Her expression tells me “scam” isn’t a word yet. “Take advantage of us.”
She straightens. “I would not.”
“You sold Catriona out to a man who tried to kill her.” Gray’s voice is so soft, one might think he didn’t intend for us to hear him. But Davina knows better and stiffens, her gaze darting his way.
“That was a mistake,” she says. “I told you that I had no way of knowing what he would do.”
“But you just said that you would not take advantage of Mallory,” Gray says. “I was pointing out that you have, in the past, and so we must be on guard for that. I do not mind buying your supper and breakfast. I will mind if you do not give Mallory what she was promised. I would suggest you begin now.”
Davina blanches. Part of her complaint about us “finding nothing” was a preemptive strike against this. She says I haven’t found anything useful, and then I’ll ask for information on Catriona, and she’ll point back to the aforementioned lack of progress. I wasn’t going to press her for details yet, but I’m quietly pleased that Gray has done it for me.
“How did you meet Catriona Mitchell?” he asks.
Silence.
Gray says nothing. He just sits there, waiting, his gaze heavy on Davina until she finally says, “I caught her going through the pockets of a fellow passed out drunk. She had no idea what she was doing, and he was a heartbeat from waking up and catching her. I finished the job and took my share, and she complained. So I smacked her and told her she was lucky I did not take it all. She flew at me. Said no one was going to rob her and hit her like that. She got in a few good blows before the man woke up. Then . . .” Davina shakes her head. “It happened in the blink of an eye. One moment, she’s a snarling wildcat, screeching at me about hitting her, and the next, she’s a sobbing little girl, telling the drunkard that she caught me trying to rob him. One look at her, and you can imagine which of us he believed.”
Another shake of her head as she sips her tea. “If I weren’t such a Christian woman, I would have tracked her down and made her pay for that. Instead, after I escaped the lout, I found her and offered to teach her how to live out here.” She looks at Gray. “I have a heart. I took that girl in, and how did she repay me? Betrayal after betrayal.”
“What exactly did she do to you?” he asks.
Her gaze flicks my way, and her lips tighten. “This and that. The point is that she could not be trusted.”
Yeah, I’m pretty sure neither of them could be trusted. Catriona used Davina to get what she wanted, and Davina did the same to her.

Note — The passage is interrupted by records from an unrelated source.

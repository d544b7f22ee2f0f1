//! Concurrent execution tests for specdrive-runner
//!
//! These exercise the ordering and fault-isolation contracts under real
//! concurrency:
//!
//! 1. **Initialize-before-cases** - no case starts before initialize returns
//! 2. **Complete-after-everything** - the completer sees every case and
//!    teardown finished
//! 3. **Fault isolation** - one faulting hook or case never prevents other
//!    cases from running and being reported
//! 4. **Order preservation** - collected order matches registration order
//!    regardless of scheduling interleaving

use parking_lot::Mutex;
use std::sync::atomic::{AtomicBool, AtomicUsize, Ordering};
use std::sync::Arc;
use std::time::Duration;

use specdrive_runner::{CaseOutcome, HookKind, Scheduler, Suite};

/// Records labels in the order suite components actually ran
#[derive(Clone, Default)]
struct CallLog {
    entries: Arc<Mutex<Vec<String>>>,
}

impl CallLog {
    fn push(&self, label: impl Into<String>) {
        self.entries.lock().push(label.into());
    }

    fn snapshot(&self) -> Vec<String> {
        self.entries.lock().clone()
    }
}

#[test]
fn initialize_strictly_precedes_every_case() {
    let initialized = Arc::new(AtomicBool::new(false));
    let saw_uninitialized = Arc::new(AtomicBool::new(false));

    let init_flag = Arc::clone(&initialized);
    let seen_flag = Arc::clone(&saw_uninitialized);
    let suite = Suite::describe("init ordering", move |it| {
        let flag = Arc::clone(&init_flag);
        it.should_initialize(move || {
            // Give any eagerly scheduled case a chance to misbehave
            std::thread::sleep(Duration::from_millis(20));
            flag.store(true, Ordering::SeqCst);
        })?;
        for i in 0..8 {
            let init = Arc::clone(&init_flag);
            let seen = Arc::clone(&seen_flag);
            it.should(format!("case {}", i), move |_| {
                if !init.load(Ordering::SeqCst) {
                    seen.store(true, Ordering::SeqCst);
                }
            });
        }
        Ok(())
    })
    .unwrap();

    let result = Scheduler::new(4).run(suite);
    assert_eq!(result.cases.len(), 8);
    assert!(!saw_uninitialized.load(Ordering::SeqCst));
    assert!(result.is_success());
}

#[test]
fn complete_strictly_follows_every_case_and_teardown() {
    let cases_done = Arc::new(AtomicUsize::new(0));
    let teardowns_done = Arc::new(AtomicUsize::new(0));
    let seen_at_complete = Arc::new(Mutex::new((0usize, 0usize)));

    let case_count = Arc::clone(&cases_done);
    let teardown_count = Arc::clone(&teardowns_done);
    let observed = Arc::clone(&seen_at_complete);
    let suite = Suite::describe("complete ordering", move |it| {
        let teardowns = Arc::clone(&teardown_count);
        it.should_tear_down(move || {
            teardowns.fetch_add(1, Ordering::SeqCst);
        });
        for i in 0..6 {
            let cases = Arc::clone(&case_count);
            it.should(format!("case {}", i), move |_| {
                std::thread::sleep(Duration::from_millis(2));
                cases.fetch_add(1, Ordering::SeqCst);
            });
        }
        let cases = Arc::clone(&case_count);
        let teardowns = Arc::clone(&teardown_count);
        let observed = Arc::clone(&observed);
        it.should_complete(move || {
            *observed.lock() = (
                cases.load(Ordering::SeqCst),
                teardowns.load(Ordering::SeqCst),
            );
        })?;
        Ok(())
    })
    .unwrap();

    let result = Scheduler::new(4).run(suite);
    assert!(result.is_success());
    assert_eq!(*seen_at_complete.lock(), (6, 6));
}

#[test]
fn two_case_suite_with_faulting_completer_records_everything() {
    let log = CallLog::default();

    let registration_log = log.clone();
    let suite = Suite::describe("a two spec suite", move |it| {
        let l = registration_log.clone();
        it.should("have spec1", move |_| l.push("spec1"));
        let l = registration_log.clone();
        it.should("have spec2", move |_| l.push("spec2"));

        // Deliberately registered teardown-before-setup: category order,
        // not registration interleaving, governs per-case sequencing.
        let l = registration_log.clone();
        it.should_tear_down(move || l.push("teardown"));
        let l = registration_log.clone();
        it.should_setup(move || l.push("setup"));

        it.should_complete(|| panic!("completer raised"))?;
        let l = registration_log.clone();
        it.should_initialize(move || l.push("initialize"))?;
        Ok(())
    })
    .unwrap();

    let result = Scheduler::new(4).run(suite);

    // Both specs executed and are recorded exactly once, in order
    let entries = log.snapshot();
    assert_eq!(entries.iter().filter(|e| *e == "spec1").count(), 1);
    assert_eq!(entries.iter().filter(|e| *e == "spec2").count(), 1);
    assert_eq!(result.cases.len(), 2);
    assert_eq!(result.cases[0].description, "have spec1");
    assert_eq!(result.cases[1].description, "have spec2");
    assert!(result.cases.iter().all(|c| c.outcome.is_passed()));

    // The completer's fault is recorded separately, not on any case
    assert_eq!(result.hook_failures.len(), 1);
    assert_eq!(result.hook_failures[0].kind, HookKind::Complete);
    assert_eq!(result.hook_failures[0].case, None);
    assert_eq!(result.passed(), 2);
    assert!(!result.is_success());
}

#[test]
fn teardown_registered_first_still_runs_after_setup() {
    let log = CallLog::default();

    let registration_log = log.clone();
    let suite = Suite::describe("category ordering", move |it| {
        let l = registration_log.clone();
        it.should_tear_down(move || l.push("teardown"));
        let l = registration_log.clone();
        it.should_setup(move || l.push("setup"));
        let l = registration_log.clone();
        it.should("only case", move |_| l.push("body"));
        Ok(())
    })
    .unwrap();

    let result = Scheduler::new(1).run(suite);
    assert!(result.is_success());
    assert_eq!(log.snapshot(), vec!["setup", "body", "teardown"]);
}

#[test]
fn setup_faulting_on_every_case_errors_each_and_still_tears_down() {
    let teardowns_run = Arc::new(AtomicUsize::new(0));
    let bodies_run = Arc::new(AtomicUsize::new(0));

    let teardown_count = Arc::clone(&teardowns_run);
    let body_count = Arc::clone(&bodies_run);
    let suite = Suite::describe("broken setup", move |it| {
        it.should_setup(|| panic!("fixture missing"));
        let teardowns = Arc::clone(&teardown_count);
        it.should_tear_down(move || {
            teardowns.fetch_add(1, Ordering::SeqCst);
        });
        for i in 0..4 {
            let bodies = Arc::clone(&body_count);
            it.should(format!("case {}", i), move |_| {
                bodies.fetch_add(1, Ordering::SeqCst);
            });
        }
        Ok(())
    })
    .unwrap();

    let result = Scheduler::new(4).run(suite);

    assert_eq!(result.cases.len(), 4);
    assert!(result.cases.iter().all(|c| c.outcome.is_errored()));
    assert_eq!(bodies_run.load(Ordering::SeqCst), 0);
    // Teardown executed exactly once per case despite the setup fault
    assert_eq!(teardowns_run.load(Ordering::SeqCst), 4);
    // And each setup fault is recorded as a hook failure on the suite
    assert_eq!(
        result
            .hook_failures
            .iter()
            .filter(|f| f.kind == HookKind::Setup)
            .count(),
        4
    );
}

#[test]
fn mixed_outcomes_are_isolated_per_case() {
    let suite = Suite::describe("mixed", |it| {
        it.should("passes", |expect| expect.that(2 + 2).is_equal_to(4));
        it.should("fails", |expect| expect.that(2 + 2).is_equal_to(5));
        it.should("errors", |_| panic!("unexpected"));
        it.should("also passes", |expect| expect.that(true).is_true());
        Ok(())
    })
    .unwrap();

    let result = Scheduler::new(4).run(suite);
    assert_eq!(result.cases.len(), 4);
    assert!(result.cases[0].outcome.is_passed());
    assert!(matches!(
        result.cases[1].outcome,
        CaseOutcome::Failed { .. }
    ));
    assert!(matches!(
        result.cases[2].outcome,
        CaseOutcome::Errored { .. }
    ));
    assert!(result.cases[3].outcome.is_passed());
    assert_eq!(result.passed(), 2);
    assert_eq!(result.failed(), 1);
    assert_eq!(result.errored(), 1);
}

#[test]
fn suites_run_concurrently_and_independently() {
    let concurrent_peak = Arc::new(AtomicUsize::new(0));
    let in_flight = Arc::new(AtomicUsize::new(0));

    let mut suites = Vec::new();
    for s in 0..4 {
        let peak = Arc::clone(&concurrent_peak);
        let active = Arc::clone(&in_flight);
        suites.push(
            Suite::describe(format!("suite {}", s), move |it| {
                let peak = Arc::clone(&peak);
                let active = Arc::clone(&active);
                it.should("works", move |_| {
                    let now = active.fetch_add(1, Ordering::SeqCst) + 1;
                    peak.fetch_max(now, Ordering::SeqCst);
                    std::thread::sleep(Duration::from_millis(30));
                    active.fetch_sub(1, Ordering::SeqCst);
                });
                Ok(())
            })
            .unwrap(),
        );
    }

    let scheduler = Scheduler::new(4);
    let results = scheduler.run_all(suites);

    assert_eq!(results.len(), 4);
    assert!(results.iter().all(|r| r.is_success()));
    for (i, result) in results.iter().enumerate() {
        assert_eq!(result.name, format!("suite {}", i));
    }
    // With 4 workers and 30ms bodies, at least two suites overlapped
    assert!(concurrent_peak.load(Ordering::SeqCst) >= 2);
}

#[test]
fn stress_many_cases_none_lost_none_duplicated() {
    let executions = Arc::new(AtomicUsize::new(0));

    let execution_count = Arc::clone(&executions);
    let suite = Suite::describe("stress", move |it| {
        it.uses((0..200).collect::<Vec<i64>>())
            .to_show("case {}", {
                let count = Arc::clone(&execution_count);
                move |expect, n| {
                    count.fetch_add(1, Ordering::Relaxed);
                    expect.that(*n).is_not_equal_to(-1);
                }
            });
        Ok(())
    })
    .unwrap();

    let result = Scheduler::new(8).run(suite);
    assert_eq!(result.cases.len(), 200);
    assert_eq!(executions.load(Ordering::Relaxed), 200);
    for (i, case) in result.cases.iter().enumerate() {
        assert_eq!(case.description, format!("case {}", i));
    }
    assert!(result.is_success());
}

Davina didn’t take Catriona under her wing out of the goodness of her heart. She saw what Catriona could do—that quicksilver change from street fighter to sweet schoolgirl—and she saw someone useful. Catriona accepted her tutelage and paid her price, and a toxic symbiotic relationship was born, the two of them allies and rivals at the same time, each constantly knocking the other down when they feared the balance of power was tipping.
Davina looks at Gray. “She has fooled you as thoroughly as she did that old drunkard. You sit here and talk as if Catriona is not right beside you, as if I am speaking of a stranger. She is a clever little actor. I always said she should have been on the stage. She fooled your sister into hiring her, and now she fools you into treating her like a proper lady, buying her pretty clothing and acting like you’ve found treasure in the muck.”
“You fear Mallory is plotting to betray me,” he says.
She laughs. “I do not ‘fear’ it. I know it. People don’t lose their memories like that. Perhaps, if they are deep in their cups, they forget the last day, but not their entire lives.”
“It is called ‘amnesia,’” he says. “Caused by a blow to the head. The afflicted retain memories for how to do things, such as walk and talk, but lose their personal memories. Would you like me to bring you medical journal articles on the subject?”
She sniffs. “Articles written by fancy doctors like you, who’ve been fooled by clever little lasses like her.”
“Perhaps,” he says, casually spreading a thick layer of jam on his scone. “I did not know Catriona well. I suppose you would say that this seems like her? Mallory’s face looks like her, and her voice sounds like her, but the rest? How she talks? Her words? Her manner of speaking, of moving, of acting, of thinking? That is all Catriona to you, yes?”
Davina’s flush says he’s made his point.